L’évaluation en contexte scolaire recouvre de multiples dimensions. Elle peut soutenir l’apprentissage comme elle peut le mesurer. Elle peut être pilotée par l’enseignant, mobiliser les pairs ou être abordée dans le cadre de processus d’autorégulation. Elle est de même centrale dans une culture de l’apprentissage en contexte scolaire.
(Photographie : haura-yuki)
L’évaluation formative comme évaluation en amont
Allen (2004) définit l’évaluation (formative) comme « le processus systématique de documentation et d’utilisation de données empiriques sur les connaissances, les compétences, les attitudes et les croyances, afin d’affiner les programmes et d’améliorer l’apprentissage des élèves ».
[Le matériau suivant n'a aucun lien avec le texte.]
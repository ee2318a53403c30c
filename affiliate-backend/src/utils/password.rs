// affiliate-backend/src/utils/password.rs

use argon2::{
    password_hash::{rand_core::OsRng, PasswordHash, PasswordHasher, PasswordVerifier, SaltString},
    Argon2,
};
use rand::distributions::Alphanumeric;
use rand::Rng;
use thiserror::Error;

/// パスワード関連のエラー
#[derive(Error, Debug)]
pub enum PasswordError {
    #[error("Password hashing failed: {0}")]
    HashingError(argon2::password_hash::Error),

    #[error("Invalid password hash format")]
    InvalidHashFormat,
}

/// パスワードをArgon2でハッシュ化
pub fn hash_password(password: &str) -> Result<String, PasswordError> {
    let salt = SaltString::generate(&mut OsRng);
    let argon2 = Argon2::default();

    argon2
        .hash_password(password.as_bytes(), &salt)
        .map(|hash| hash.to_string())
        .map_err(PasswordError::HashingError)
}

/// 平文パスワードをハッシュと照合
pub fn verify_password(password: &str, password_hash: &str) -> Result<bool, PasswordError> {
    let parsed_hash =
        PasswordHash::new(password_hash).map_err(|_| PasswordError::InvalidHashFormat)?;

    Ok(Argon2::default()
        .verify_password(password.as_bytes(), &parsed_hash)
        .is_ok())
}

/// 仮パスワードを生成（インフルエンサー作成時の初期値）
pub fn generate_temp_password() -> String {
    rand::thread_rng()
        .sample_iter(&Alphanumeric)
        .take(16)
        .map(char::from)
        .collect()
}

#[cfg(test)]
mod tests {
    use super::*;

    #[test]
    fn test_hash_and_verify_password() {
        let hash = hash_password("s3cure-Pass!").unwrap();

        assert!(verify_password("s3cure-Pass!", &hash).unwrap());
        assert!(!verify_password("wrong-password", &hash).unwrap());
    }

    #[test]
    fn test_verify_rejects_malformed_hash() {
        assert!(matches!(
            verify_password("whatever", "not-a-phc-string"),
            Err(PasswordError::InvalidHashFormat)
        ));
    }

    #[test]
    fn test_generate_temp_password_length() {
        let password = generate_temp_password();
        assert_eq!(password.len(), 16);
        assert!(password.chars().all(|c| c.is_ascii_alphanumeric()));
    }
}
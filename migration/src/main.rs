// migration/src/main.rs

// lib.rs で pub にした Migrator をインポート
use migration::Migrator;
use sea_orm_migration::prelude::*;

// マイグレーションの実行には非同期ランタイムが必要
// migration/Cargo.toml で async-std を依存関係に入れているので、それを使用
#[async_std::main]
async fn main() {
    // sea-orm-migration が提供するコマンドラインインターフェースを実行
    cli::run_cli(Migrator).await;
}
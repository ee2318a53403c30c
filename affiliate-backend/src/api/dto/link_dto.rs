// affiliate-backend/src/api/dto/link_dto.rs

use chrono::{DateTime, Utc};
use serde::{Deserialize, Serialize};

/// リンク発行リクエスト
///
/// influencerID は外部API互換のため文字列で受ける
#[derive(Debug, Clone, Serialize, Deserialize)]
pub struct GenerateLinkRequest {
    #[serde(rename = "influencerID")]
    pub influencer_id: String,
    #[serde(rename = "influencerName")]
    pub influencer_name: String,
    #[serde(rename = "campaignID")]
    pub campaign_id: i32,
}

#[derive(Debug, Serialize, Deserialize)]
pub struct GeneratedLinkData {
    #[serde(rename = "campaignID")]
    pub campaign_id: i32,
    pub name: String,
    #[serde(rename = "endDate")]
    pub end_date: Option<DateTime<Utc>>,
    pub url: String,
}

/// クリック解決のレスポンスデータ（リダイレクト先）
#[derive(Debug, Serialize, Deserialize)]
pub struct TrackData {
    #[serde(rename = "campaignID")]
    pub campaign_id: Option<i32>,
    #[serde(rename = "influencerID")]
    pub influencer_id: Option<i32>,
    pub url: Option<String>,
}

#[cfg(test)]
mod tests {
    use super::*;

    #[test]
    fn test_generate_link_request_field_names() {
        let body = serde_json::json!({
            "influencerID": "7",
            "influencerName": "jane_doe",
            "campaignID": 3
        });
        let request: GenerateLinkRequest = serde_json::from_value(body).unwrap();

        assert_eq!(request.influencer_id, "7");
        assert_eq!(request.influencer_name, "jane_doe");
        assert_eq!(request.campaign_id, 3);
    }

    #[test]
    fn test_track_data_field_names() {
        let data = TrackData {
            campaign_id: Some(3),
            influencer_id: Some(7),
            url: Some("https://example.com/landing".to_string()),
        };
        let json = serde_json::to_value(&data).unwrap();

        assert_eq!(json["campaignID"], 3);
        assert_eq!(json["influencerID"], 7);
        assert_eq!(json["url"], "https://example.com/landing");
    }
}
// affiliate-backend/src/domain/product_model.rs

use chrono::{DateTime, Utc};
use sea_orm::entity::prelude::*;
use serde::{Deserialize, Serialize};

#[derive(Clone, Debug, PartialEq, Eq, DeriveEntityModel, Serialize, Deserialize)]
#[sea_orm(table_name = "products")]
pub struct Model {
    #[sea_orm(primary_key)]
    pub id: i32,
    pub campaign_id: Option<i32>,
    pub name: String,
    #[sea_orm(column_type = "Text", nullable)]
    pub image: Option<String>,
    #[sea_orm(unique)]
    pub mlink_id: Option<String>,
    pub source: String,
    pub source_payload_json: Option<Json>,
    pub last_synced_at: Option<DateTime<Utc>>,
    pub created_at: DateTime<Utc>,
}

#[derive(Copy, Clone, Debug, EnumIter, DeriveRelation)]
pub enum Relation {
    #[sea_orm(
        belongs_to = "crate::domain::campaign_model::Entity",
        from = "Column::CampaignId",
        to = "crate::domain::campaign_model::Column::Id"
    )]
    Campaign,
}

impl Related<crate::domain::campaign_model::Entity> for Entity {
    fn to() -> RelationDef {
        Relation::Campaign.def()
    }
}

impl ActiveModelBehavior for ActiveModel {}
// affiliate-backend/src/utils/jwt.rs

use chrono::{Duration, Utc};
use jsonwebtoken::{decode, encode, Algorithm, DecodingKey, EncodingKey, Header, Validation};
use serde::{Deserialize, Serialize};
use thiserror::Error;
use uuid::Uuid;

use crate::domain::user_model::UserRole;

/// アクセストークンの有効期限（分）
const ACCESS_TOKEN_EXPIRE_MINUTES: i64 = 60 * 12;

/// JWT関連のエラー
#[derive(Error, Debug)]
pub enum JwtError {
    #[error("Failed to encode JWT: {0}")]
    EncodingError(jsonwebtoken::errors::Error),

    #[error("JWT token has expired")]
    TokenExpired,

    #[error("Invalid JWT token")]
    InvalidToken,
}

/// アクセストークンのClaims
///
/// `sub` はユーザーID（文字列）、`role` はユーザーロール。
/// パスワードリセット用トークンは `purpose` で区別する
#[derive(Debug, Serialize, Deserialize, Clone)]
pub struct AccessTokenClaims {
    /// Subject (user ID)
    pub sub: String,
    /// User role
    pub role: String,
    /// Token purpose (e.g. "password_reset")
    #[serde(skip_serializing_if = "Option::is_none")]
    pub purpose: Option<String>,
    /// Issued at
    pub iat: i64,
    /// Expiration time
    pub exp: i64,
    /// JWT ID
    pub jti: String,
}

/// トラッキングリンクトークンのClaims
///
/// リンクトークンは短命の資格情報ではなく永続的な識別子なので
/// 有効期限を持たない
#[derive(Debug, Serialize, Deserialize, Clone)]
pub struct LinkTokenClaims {
    /// Subject (influencer ID)
    pub sub: String,
    /// Influencer display name
    pub name: String,
    #[serde(rename = "campaignID")]
    pub campaign_id: i32,
}

/// JWTの発行・検証を担うマネージャ
pub struct JwtManager {
    encoding_key: EncodingKey,
    decoding_key: DecodingKey,
}

impl JwtManager {
    pub fn new(secret: &str) -> Self {
        Self {
            encoding_key: EncodingKey::from_secret(secret.as_bytes()),
            decoding_key: DecodingKey::from_secret(secret.as_bytes()),
        }
    }

    /// アクセストークンを発行
    pub fn create_access_token(
        &self,
        user_id: i32,
        role: UserRole,
        purpose: Option<&str>,
    ) -> Result<String, JwtError> {
        let now = Utc::now();
        let claims = AccessTokenClaims {
            sub: user_id.to_string(),
            role: role.as_str().to_string(),
            purpose: purpose.map(|p| p.to_string()),
            iat: now.timestamp(),
            exp: (now + Duration::minutes(ACCESS_TOKEN_EXPIRE_MINUTES)).timestamp(),
            jti: Uuid::new_v4().to_string(),
        };

        encode(&Header::new(Algorithm::HS256), &claims, &self.encoding_key)
            .map_err(JwtError::EncodingError)
    }

    /// アクセストークンを検証してClaimsを取り出す
    pub fn verify_access_token(&self, token: &str) -> Result<AccessTokenClaims, JwtError> {
        let validation = Validation::new(Algorithm::HS256);

        decode::<AccessTokenClaims>(token, &self.decoding_key, &validation)
            .map(|data| data.claims)
            .map_err(|e| match e.kind() {
                jsonwebtoken::errors::ErrorKind::ExpiredSignature => JwtError::TokenExpired,
                _ => JwtError::InvalidToken,
            })
    }

    /// リンクトークンを発行（無期限）
    pub fn create_link_token(
        &self,
        influencer_id: i32,
        influencer_name: &str,
        campaign_id: i32,
    ) -> Result<String, JwtError> {
        let claims = LinkTokenClaims {
            sub: influencer_id.to_string(),
            name: influencer_name.to_string(),
            campaign_id,
        };

        encode(&Header::new(Algorithm::HS256), &claims, &self.encoding_key)
            .map_err(JwtError::EncodingError)
    }

    /// リンクトークンを検証してClaimsを取り出す
    ///
    /// expクレームを持たないため、有効期限の検証は無効化する
    pub fn decode_link_token(&self, token: &str) -> Result<LinkTokenClaims, JwtError> {
        let mut validation = Validation::new(Algorithm::HS256);
        validation.validate_exp = false;
        validation.required_spec_claims.clear();

        decode::<LinkTokenClaims>(token, &self.decoding_key, &validation)
            .map(|data| data.claims)
            .map_err(|_| JwtError::InvalidToken)
    }
}

#[cfg(test)]
mod tests {
    use super::*;

    fn manager() -> JwtManager {
        JwtManager::new("test-secret-key-for-unit-tests")
    }

    #[test]
    fn test_access_token_round_trip() {
        let manager = manager();
        let token = manager
            .create_access_token(42, UserRole::Company, None)
            .unwrap();

        let claims = manager.verify_access_token(&token).unwrap();
        assert_eq!(claims.sub, "42");
        assert_eq!(claims.role, "company");
        assert!(claims.purpose.is_none());
        assert!(claims.exp > claims.iat);
    }

    #[test]
    fn test_access_token_with_purpose() {
        let manager = manager();
        let token = manager
            .create_access_token(7, UserRole::Influencer, Some("password_reset"))
            .unwrap();

        let claims = manager.verify_access_token(&token).unwrap();
        assert_eq!(claims.purpose.as_deref(), Some("password_reset"));
    }

    #[test]
    fn test_access_token_rejects_wrong_secret() {
        let manager = manager();
        let token = manager
            .create_access_token(1, UserRole::Admin, None)
            .unwrap();

        let other = JwtManager::new("a-different-secret");
        assert!(matches!(
            other.verify_access_token(&token),
            Err(JwtError::InvalidToken)
        ));
    }

    #[test]
    fn test_link_token_round_trip() {
        let manager = manager();
        let token = manager.create_link_token(7, "jane_doe", 3).unwrap();

        let claims = manager.decode_link_token(&token).unwrap();
        assert_eq!(claims.sub, "7");
        assert_eq!(claims.name, "jane_doe");
        assert_eq!(claims.campaign_id, 3);
    }

    #[test]
    fn test_link_token_serializes_campaign_id_field() {
        let claims = LinkTokenClaims {
            sub: "7".to_string(),
            name: "jane_doe".to_string(),
            campaign_id: 3,
        };
        let json = serde_json::to_value(&claims).unwrap();
        assert_eq!(json["campaignID"], 3);
    }

    #[test]
    fn test_link_token_is_not_an_access_token() {
        let manager = manager();
        let token = manager.create_link_token(7, "jane_doe", 3).unwrap();

        // expを持たないリンクトークンはアクセストークンとしては不正
        assert!(manager.verify_access_token(&token).is_err());
    }
}
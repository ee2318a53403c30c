use sea_orm_migration::prelude::*;

use crate::m20250705_000003_create_influencers_table::Influencers;
use crate::m20250705_000004_create_campaigns_table::Campaigns;

#[derive(DeriveMigrationName)]
pub struct Migration;

#[async_trait::async_trait]
impl MigrationTrait for Migration {
    async fn up(&self, manager: &SchemaManager) -> Result<(), DbErr> {
        // campaign_influencers中間テーブル作成（多対多）
        manager
            .create_table(
                Table::create()
                    .table(CampaignInfluencers::Table)
                    .if_not_exists()
                    .col(
                        ColumnDef::new(CampaignInfluencers::CampaignId)
                            .integer()
                            .not_null(),
                    )
                    .col(
                        ColumnDef::new(CampaignInfluencers::InfluencerId)
                            .integer()
                            .not_null(),
                    )
                    .primary_key(
                        Index::create()
                            .col(CampaignInfluencers::CampaignId)
                            .col(CampaignInfluencers::InfluencerId),
                    )
                    .foreign_key(
                        ForeignKey::create()
                            .name("fk_campaign_influencers_campaign_id")
                            .from(CampaignInfluencers::Table, CampaignInfluencers::CampaignId)
                            .to(Campaigns::Table, Campaigns::Id)
                            .on_delete(ForeignKeyAction::Cascade),
                    )
                    .foreign_key(
                        ForeignKey::create()
                            .name("fk_campaign_influencers_influencer_id")
                            .from(
                                CampaignInfluencers::Table,
                                CampaignInfluencers::InfluencerId,
                            )
                            .to(Influencers::Table, Influencers::Id)
                            .on_delete(ForeignKeyAction::Cascade),
                    )
                    .to_owned(),
            )
            .await
    }

    async fn down(&self, manager: &SchemaManager) -> Result<(), DbErr> {
        manager
            .drop_table(Table::drop().table(CampaignInfluencers::Table).to_owned())
            .await
    }
}

#[derive(DeriveIden)]
pub enum CampaignInfluencers {
    Table,
    CampaignId,
    InfluencerId,
}
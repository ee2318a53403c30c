use sea_orm_migration::prelude::*;

use crate::m20250705_000001_create_companies_table::Companies;
use crate::m20250705_000003_create_influencers_table::Influencers;
use crate::m20250705_000004_create_campaigns_table::Campaigns;

#[derive(DeriveMigrationName)]
pub struct Migration;

#[async_trait::async_trait]
impl MigrationTrait for Migration {
    async fn up(&self, manager: &SchemaManager) -> Result<(), DbErr> {
        // tracking_linksテーブル作成
        manager
            .create_table(
                Table::create()
                    .table(TrackingLinks::Table)
                    .if_not_exists()
                    .col(
                        ColumnDef::new(TrackingLinks::Id)
                            .integer()
                            .not_null()
                            .auto_increment()
                            .primary_key(),
                    )
                    .col(ColumnDef::new(TrackingLinks::InfluencerId).integer().null())
                    .col(ColumnDef::new(TrackingLinks::CampaignId).integer().null())
                    .col(ColumnDef::new(TrackingLinks::CompanyId).integer().null())
                    .col(
                        ColumnDef::new(TrackingLinks::InfluencerName)
                            .string_len(255)
                            .null(),
                    )
                    .col(
                        ColumnDef::new(TrackingLinks::Token)
                            .string_len(512)
                            .not_null()
                            .unique_key(),
                    )
                    .col(
                        ColumnDef::new(TrackingLinks::GeneratedUrl)
                            .string_len(512)
                            .not_null(),
                    )
                    .col(
                        ColumnDef::new(TrackingLinks::LandingUrl)
                            .string_len(512)
                            .null(),
                    )
                    .col(
                        ColumnDef::new(TrackingLinks::Status)
                            .string_len(16)
                            .not_null()
                            .default("active"),
                    )
                    .col(
                        ColumnDef::new(TrackingLinks::Source)
                            .string_len(16)
                            .not_null()
                            .default("local"),
                    )
                    .col(
                        ColumnDef::new(TrackingLinks::MlinkId)
                            .string_len(64)
                            .null(),
                    )
                    .col(
                        ColumnDef::new(TrackingLinks::MlinkUrl)
                            .string_len(512)
                            .null(),
                    )
                    .col(
                        ColumnDef::new(TrackingLinks::ClickCount)
                            .integer()
                            .not_null()
                            .default(0),
                    )
                    .col(
                        ColumnDef::new(TrackingLinks::CreatedAt)
                            .timestamp_with_time_zone()
                            .not_null()
                            .default(Expr::current_timestamp()),
                    )
                    .foreign_key(
                        ForeignKey::create()
                            .name("fk_tracking_links_influencer_id")
                            .from(TrackingLinks::Table, TrackingLinks::InfluencerId)
                            .to(Influencers::Table, Influencers::Id),
                    )
                    .foreign_key(
                        ForeignKey::create()
                            .name("fk_tracking_links_campaign_id")
                            .from(TrackingLinks::Table, TrackingLinks::CampaignId)
                            .to(Campaigns::Table, Campaigns::Id)
                            .on_delete(ForeignKeyAction::Cascade),
                    )
                    .foreign_key(
                        ForeignKey::create()
                            .name("fk_tracking_links_company_id")
                            .from(TrackingLinks::Table, TrackingLinks::CompanyId)
                            .to(Companies::Table, Companies::Id)
                            .on_delete(ForeignKeyAction::Cascade),
                    )
                    .to_owned(),
            )
            .await?;

        // (influencer, campaign, company) の一意性はストア層が最終防衛線。
        // アプリ側の存在チェックは最適化にすぎない
        manager
            .create_index(
                Index::create()
                    .name("uq_tracking_links_influencer_campaign_company")
                    .table(TrackingLinks::Table)
                    .col(TrackingLinks::InfluencerId)
                    .col(TrackingLinks::CampaignId)
                    .col(TrackingLinks::CompanyId)
                    .unique()
                    .to_owned(),
            )
            .await?;

        manager
            .create_index(
                Index::create()
                    .name("idx_tracking_links_token")
                    .table(TrackingLinks::Table)
                    .col(TrackingLinks::Token)
                    .to_owned(),
            )
            .await
    }

    async fn down(&self, manager: &SchemaManager) -> Result<(), DbErr> {
        manager
            .drop_table(Table::drop().table(TrackingLinks::Table).to_owned())
            .await
    }
}

#[derive(DeriveIden)]
pub enum TrackingLinks {
    Table,
    Id,
    InfluencerId,
    CampaignId,
    CompanyId,
    InfluencerName,
    Token,
    GeneratedUrl,
    LandingUrl,
    Status,
    Source,
    MlinkId,
    MlinkUrl,
    ClickCount,
    CreatedAt,
}
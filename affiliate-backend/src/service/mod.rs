// affiliate-backend/src/service/mod.rs
pub mod auth_service;
pub mod campaign_service;
pub mod company_service;
pub mod dashboard_service;
pub mod import_service;
pub mod influencer_service;
pub mod link_service;
pub mod mlink_client;
pub mod report_service;
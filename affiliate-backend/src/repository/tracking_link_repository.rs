// affiliate-backend/src/repository/tracking_link_repository.rs

use crate::db::DbPool;
use crate::domain::tracking_link_model::{ActiveModel, Column, Entity, Model};
use crate::error::AppResult;
use sea_orm::sea_query::{Expr, OnConflict};
use sea_orm::*;

#[derive(Clone)]
pub struct TrackingLinkRepository {
    db: DbPool,
}

impl TrackingLinkRepository {
    pub fn new(db: DbPool) -> Self {
        Self { db }
    }

    pub async fn find_by_token<C: ConnectionTrait>(
        &self,
        conn: &C,
        token: &str,
    ) -> AppResult<Option<Model>> {
        Ok(Entity::find()
            .filter(Column::Token.eq(token))
            .one(conn)
            .await?)
    }

    /// 発行前の既存リンクチェック（プール接続で実行）
    pub async fn find_existing(
        &self,
        influencer_id: i32,
        campaign_id: i32,
        company_id: Option<i32>,
    ) -> AppResult<Option<Model>> {
        self.find_by_triple(&self.db, influencer_id, campaign_id, company_id)
            .await
    }

    /// (influencer, campaign, company) の自然キーで既存リンクを引く
    pub async fn find_by_triple<C: ConnectionTrait>(
        &self,
        conn: &C,
        influencer_id: i32,
        campaign_id: i32,
        company_id: Option<i32>,
    ) -> AppResult<Option<Model>> {
        Ok(Entity::find()
            .filter(Column::InfluencerId.eq(influencer_id))
            .filter(Column::CampaignId.eq(campaign_id))
            .filter(match company_id {
                Some(company_id) => Column::CompanyId.eq(company_id),
                None => Column::CompanyId.is_null(),
            })
            .one(conn)
            .await?)
    }

    /// 新規リンクを挿入する。自然キーの一意制約に衝突した場合は
    /// Noneを返す（同時発行レースの敗者は既存行を再取得して使う）
    pub async fn insert_if_absent<C: ConnectionTrait>(
        &self,
        conn: &C,
        link: ActiveModel,
    ) -> AppResult<Option<Model>> {
        let result = Entity::insert(link)
            .on_conflict(
                OnConflict::columns([Column::InfluencerId, Column::CampaignId, Column::CompanyId])
                    .do_nothing()
                    .to_owned(),
            )
            .exec_with_returning(conn)
            .await;

        match result {
            Ok(model) => Ok(Some(model)),
            Err(DbErr::RecordNotInserted) => Ok(None),
            Err(e) => Err(e.into()),
        }
    }

    /// 集約クリックカウンタをアトミックにインクリメント
    pub async fn increment_click_count<C: ConnectionTrait>(
        &self,
        conn: &C,
        link_id: i32,
    ) -> AppResult<u64> {
        let result = Entity::update_many()
            .col_expr(
                Column::ClickCount,
                Expr::col(Column::ClickCount).add(1),
            )
            .filter(Column::Id.eq(link_id))
            .exec(conn)
            .await?;

        Ok(result.rows_affected)
    }
}
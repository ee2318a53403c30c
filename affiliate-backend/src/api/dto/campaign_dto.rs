// affiliate-backend/src/api/dto/campaign_dto.rs

use chrono::{DateTime, Utc};
use rust_decimal::Decimal;
use serde::{Deserialize, Serialize};
use validator::Validate;

use crate::domain::{campaign_model, product_model};

/// キャンペーン作成リクエスト（管理者のローカル登録用）
#[derive(Debug, Clone, Deserialize, Validate)]
#[serde(rename_all = "camelCase")]
pub struct CampaignCreate {
    #[validate(length(min = 1, max = 255, message = "Name must not be empty"))]
    pub name: String,
    pub brief: Option<String>,
    pub brand_commission_rate: Decimal,
    pub influencer_commission_rate: Decimal,
    pub other_costs_rate: Option<Decimal>,
    pub end_date: DateTime<Utc>,
    pub branding_image: Option<String>,
    #[serde(rename = "company_id")]
    pub company_id: Option<i32>,
}

#[derive(Debug, Serialize, Deserialize)]
pub struct ProductOut {
    pub name: String,
    pub image: Option<String>,
}

impl From<product_model::Model> for ProductOut {
    fn from(product: product_model::Model) -> Self {
        Self {
            name: product.name,
            image: product.image,
        }
    }
}

#[derive(Debug, Serialize, Deserialize)]
#[serde(rename_all = "camelCase")]
pub struct CampaignOut {
    pub id: i32,
    pub name: String,
    pub brand_commission_rate: Option<Decimal>,
    pub influencer_commission_rate: Option<Decimal>,
    pub other_costs_rate: Option<Decimal>,
    pub end_date: Option<DateTime<Utc>>,
    pub products: Vec<ProductOut>,
    pub branding_image: Option<String>,
}

impl CampaignOut {
    pub fn from_model(
        campaign: campaign_model::Model,
        products: Vec<product_model::Model>,
    ) -> Self {
        Self {
            id: campaign.id,
            name: campaign.name,
            brand_commission_rate: campaign.brand_commission_rate,
            influencer_commission_rate: campaign.influencer_commission_rate,
            other_costs_rate: campaign.other_costs_rate,
            end_date: campaign.end_date,
            products: products.into_iter().map(ProductOut::from).collect(),
            branding_image: campaign.branding_image,
        }
    }
}

/// キャンペーン一覧クエリパラメータ
///
/// 日付は `DD.MM.YYYY`、end_date に対する境界として解釈する
#[derive(Debug, Clone, Default, Deserialize)]
pub struct CampaignQuery {
    #[serde(rename = "Name")]
    pub name: Option<String>,
    #[serde(rename = "StartDate")]
    pub start_date: Option<String>,
    #[serde(rename = "EndDate")]
    pub end_date: Option<String>,
    pub company_id: Option<i32>,
}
Dans ce cadre, une évaluation formative efficace :
- Donne aux enseignants une indication du niveau de travail et de performance d’un élève
- Éclaire la planification de l’enseignement
- Aide les enseignants à comprendre les besoins individuels des élèves
Il existe une multitude de formats et de types d’évaluation formative que les enseignants peuvent utiliser. Cependant, la clé d’une bonne évaluation est de savoir si le type choisi est valable pour mesurer le résultat d’apprentissage qu’il vise à estimer.
En ce sens, l’évaluation formative est une évaluation en amont, qui vise à éclairer le processus d’apprentissage en cours et à l’améliorer.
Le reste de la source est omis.